I guess I'd start by sorting the strings by length - largest first (hopefully the order of unique strings won't matter - if they do, then it gets moderately, but not immensely, more complex):

@sequences = sort { length($b) <=> length($a) } @sequences
Once we have that, then I would go through and find the unique ones. Now, given that we are going from largest to smallest, the item we're about to put in the array must either match or be a subset of an existing item. It cannot be the other way around: that an item in the output list is a subset of the item we're looking at. Thus we only have to check against the list that we have so far:
use List::MoreUtils qw(any); my @uniq_sequences; for my $seq (@sequences) { push @uniq_sequences, $seq if any { index $_, $seq >= 0 } @uniq_sequences; }
Now, since we're only looping over the large array once, and the small array many times, this may be Fast Enough. In fact, we're not looping over everything in the small array - unless there is no match found (or the item we're looking for is the last one).

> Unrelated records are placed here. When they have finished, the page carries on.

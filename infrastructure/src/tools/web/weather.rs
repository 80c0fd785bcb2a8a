//! `weather_tool`: current weather and a short forecast from Open-Meteo.
//!
//! Two requests per call: the geocoding API resolves the location name to
//! coordinates, then the forecast API returns current conditions and, when
//! requested, a 3-day daily forecast. Neither endpoint needs an API key.
//!
//! # Parameters
//!
//! | Name | Type | Required | Description |
//! |------|------|:---:|-------------|
//! | `location` | string | Yes | City or place name |
//! | `units` | string | No | `celsius` (default) or `fahrenheit` |
//! | `include_forecast` | boolean | No | Include the 3-day forecast (default: true) |

use async_trait::async_trait;
use serde::Deserialize;
use serde_json::{Value, json};
use toolcall_domain::agent::rules::WEATHER_TOOL;
use toolcall_domain::{ParamType, ToolArguments, ToolDescriptor, ToolError, ToolHandler, ToolParameter};
use tracing::debug;

use crate::tools::args::{opt_bool, opt_str, require_str};

const GEOCODING_URL: &str = "https://geocoding-api.open-meteo.com/v1/search";
const FORECAST_URL: &str = "https://api.open-meteo.com/v1/forecast";
const FORECAST_DAYS: usize = 3;

pub struct WeatherTool {
    client: reqwest::Client,
    geocoding_url: String,
    forecast_url: String,
}

impl WeatherTool {
    pub fn new(client: reqwest::Client) -> Self {
        Self::with_endpoints(client, GEOCODING_URL, FORECAST_URL)
    }

    /// Use alternative endpoints (self-hosted Open-Meteo, tests).
    pub fn with_endpoints(
        client: reqwest::Client,
        geocoding_url: impl Into<String>,
        forecast_url: impl Into<String>,
    ) -> Self {
        Self {
            client,
            geocoding_url: geocoding_url.into(),
            forecast_url: forecast_url.into(),
        }
    }

    async fn get_json(&self, url: &str, query: &[(&str, String)]) -> Result<Value, ToolError> {
        let response = self
            .client
            .get(url)
            .query(query)
            .send()
            .await
            .map_err(|e| {
                if e.is_timeout() {
                    ToolError::timeout("weather request")
                } else {
                    ToolError::execution_failed(format!("Weather request failed: {}", e))
                }
            })?;

        if !response.status().is_success() {
            return Err(ToolError::execution_failed(format!(
                "Weather API returned error: {}",
                response.status()
            )));
        }

        response.json().await.map_err(|e| {
            ToolError::execution_failed(format!("Failed to parse weather response: {}", e))
        })
    }

    async fn geocode(&self, location: &str) -> Result<Place, ToolError> {
        let body = self
            .get_json(
                &self.geocoding_url,
                &[
                    ("name", location.to_string()),
                    ("count", "1".to_string()),
                    ("language", "en".to_string()),
                    ("format", "json".to_string()),
                ],
            )
            .await?;

        let response: GeocodingResponse = serde_json::from_value(body).map_err(|e| {
            ToolError::execution_failed(format!("Unexpected geocoding response: {}", e))
        })?;

        response
            .results
            .into_iter()
            .next()
            .ok_or_else(|| ToolError::not_found(format!("location '{}'", location)))
    }
}

#[derive(Debug, Deserialize)]
struct GeocodingResponse {
    #[serde(default)]
    results: Vec<Place>,
}

#[derive(Debug, Clone, Deserialize)]
struct Place {
    name: String,
    latitude: f64,
    longitude: f64,
    #[serde(default)]
    country: Option<String>,
}

impl Place {
    fn display_name(&self) -> String {
        match &self.country {
            Some(country) if !country.is_empty() => format!("{}, {}", self.name, country),
            _ => self.name.clone(),
        }
    }
}

#[async_trait]
impl ToolHandler for WeatherTool {
    fn descriptor(&self) -> ToolDescriptor {
        ToolDescriptor::new(
            WEATHER_TOOL,
            "Get current weather and a 3-day forecast for a location",
        )
        .with_parameter(ToolParameter::new(
            "location",
            "Location name (city, country) for the weather lookup",
            true,
        ))
        .with_parameter(
            ToolParameter::new("units", "Temperature units", false)
                .with_enum(["celsius", "fahrenheit"])
                .with_default("celsius"),
        )
        .with_parameter(
            ToolParameter::new("include_forecast", "Include the 3-day forecast", false)
                .with_type(ParamType::Boolean)
                .with_default(true),
        )
        .with_output(ToolParameter::new("location", "Resolved location", true))
        .with_output(
            ToolParameter::new("current_weather", "Current conditions", true)
                .with_type(ParamType::Object),
        )
    }

    async fn execute(&self, arguments: &ToolArguments) -> Result<Value, ToolError> {
        let location = require_str(arguments, "location")?;
        let units = opt_str(arguments, "units").unwrap_or("celsius");
        let include_forecast = opt_bool(arguments, "include_forecast").unwrap_or(true);

        debug!(location, units, "Looking up weather");
        let place = self.geocode(location).await?;

        let mut query = vec![
            ("latitude", place.latitude.to_string()),
            ("longitude", place.longitude.to_string()),
            ("current_weather", "true".to_string()),
            ("temperature_unit", units.to_string()),
            ("wind_speed_unit", "kmh".to_string()),
            ("timezone", "auto".to_string()),
        ];
        if include_forecast {
            query.push((
                "daily",
                "temperature_2m_max,temperature_2m_min,weathercode".to_string(),
            ));
            query.push(("forecast_days", FORECAST_DAYS.to_string()));
        }

        let data = self.get_json(&self.forecast_url, &query).await?;
        Ok(build_payload(&place, units, include_forecast, &data))
    }
}

fn unit_symbol(units: &str) -> &'static str {
    if units == "fahrenheit" { "°F" } else { "°C" }
}

fn build_payload(place: &Place, units: &str, include_forecast: bool, data: &Value) -> Value {
    let current = &data["current_weather"];
    let temperature = current["temperature"].as_f64();
    let wind_speed = current["windspeed"].as_f64();
    let code = current["weathercode"].as_i64().unwrap_or(0);
    let description = weather_description(code);
    let name = place.display_name();

    let summary = match temperature {
        Some(t) => format!(
            "{}: {}, {:.1}{}, wind {:.1} km/h",
            name,
            description,
            t,
            unit_symbol(units),
            wind_speed.unwrap_or(0.0)
        ),
        None => format!("{}: {}", name, description),
    };

    let mut payload = json!({
        "location": name,
        "coordinates": {
            "latitude": place.latitude,
            "longitude": place.longitude,
        },
        "current_weather": {
            "temperature": temperature,
            "wind_speed": wind_speed,
            "weather_code": code,
            "description": description,
        },
        "units": units,
        "summary": summary,
    });

    if include_forecast {
        payload["forecast"] = Value::Array(parse_forecast(&data["daily"]));
    }
    payload
}

fn parse_forecast(daily: &Value) -> Vec<Value> {
    let column = |key: &str| daily[key].as_array().cloned().unwrap_or_default();
    let dates = column("time");
    let max = column("temperature_2m_max");
    let min = column("temperature_2m_min");
    let codes = column("weathercode");

    dates
        .iter()
        .take(FORECAST_DAYS)
        .enumerate()
        .map(|(i, date)| {
            let code = codes.get(i).and_then(Value::as_i64).unwrap_or(0);
            json!({
                "date": date,
                "temperature_max": max.get(i).cloned().unwrap_or(Value::Null),
                "temperature_min": min.get(i).cloned().unwrap_or(Value::Null),
                "weather_code": code,
                "description": weather_description(code),
            })
        })
        .collect()
}

/// WMO weather interpretation code to text.
pub fn weather_description(code: i64) -> String {
    let text = match code {
        0 => "Clear sky",
        1 => "Mainly clear",
        2 => "Partly cloudy",
        3 => "Overcast",
        45 => "Fog",
        48 => "Depositing rime fog",
        51 => "Light drizzle",
        53 => "Moderate drizzle",
        55 => "Dense drizzle",
        56 => "Light freezing drizzle",
        57 => "Dense freezing drizzle",
        61 => "Slight rain",
        63 => "Moderate rain",
        65 => "Heavy rain",
        66 => "Light freezing rain",
        67 => "Heavy freezing rain",
        71 => "Slight snow fall",
        73 => "Moderate snow fall",
        75 => "Heavy snow fall",
        77 => "Snow grains",
        80 => "Slight rain showers",
        81 => "Moderate rain showers",
        82 => "Violent rain showers",
        85 => "Slight snow showers",
        86 => "Heavy snow showers",
        95 => "Thunderstorm",
        96 => "Thunderstorm with slight hail",
        99 => "Thunderstorm with heavy hail",
        other => return format!("Unknown weather (code: {})", other),
    };
    text.to_string()
}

There are definitely items I can think of benchmarking to see if there are speedups to be found. One possibility would be to go from small to large (reverse order) and see if a regex-optimiser could smoosh the words you're looking for into an optimised search. While I doubt this would actually speed anything up (the optimisation might dwarf the loop in my original solution above), only a benchmark would be sure.

Another possibility would be to compile your sequences down to byte sequences. Since this looks like DNA, thus only four letters, each position could basically be a 2 bits of data: A could be 0b00, G could be 0b01, C could be 0b10, and T could be 0b11. With some serious bit-manipulating math, where you have to shift stuff around for comparisons, you may be able to get more speed. Again, a benchmark would need to be done to be sure. This one likely holds some promise, but at the expense of some serious development time. My guess? It's not worth it. For the amount of money your employer would be paying you for that amount of time, it's probably cheaper to buy a faster CPU and/or more RAM, to run the original algorithm. And then you'll have a faster computer, too :-) (Of course, if someone gives you an already-tested solution to your issue using this algorithm, especially if it comes with unit tests, then TAKE IT.)

Replies are listed 'Best First'.
Re^2: list of unique strings, also eliminating matching substrings
by lindsay_grey (Novice) on May 21, 2011 at 03:53 UTC
    Thank you! I will definitely try this and hope that it is Fast Enough so as to avoid the Serious Bit-manipulating Math!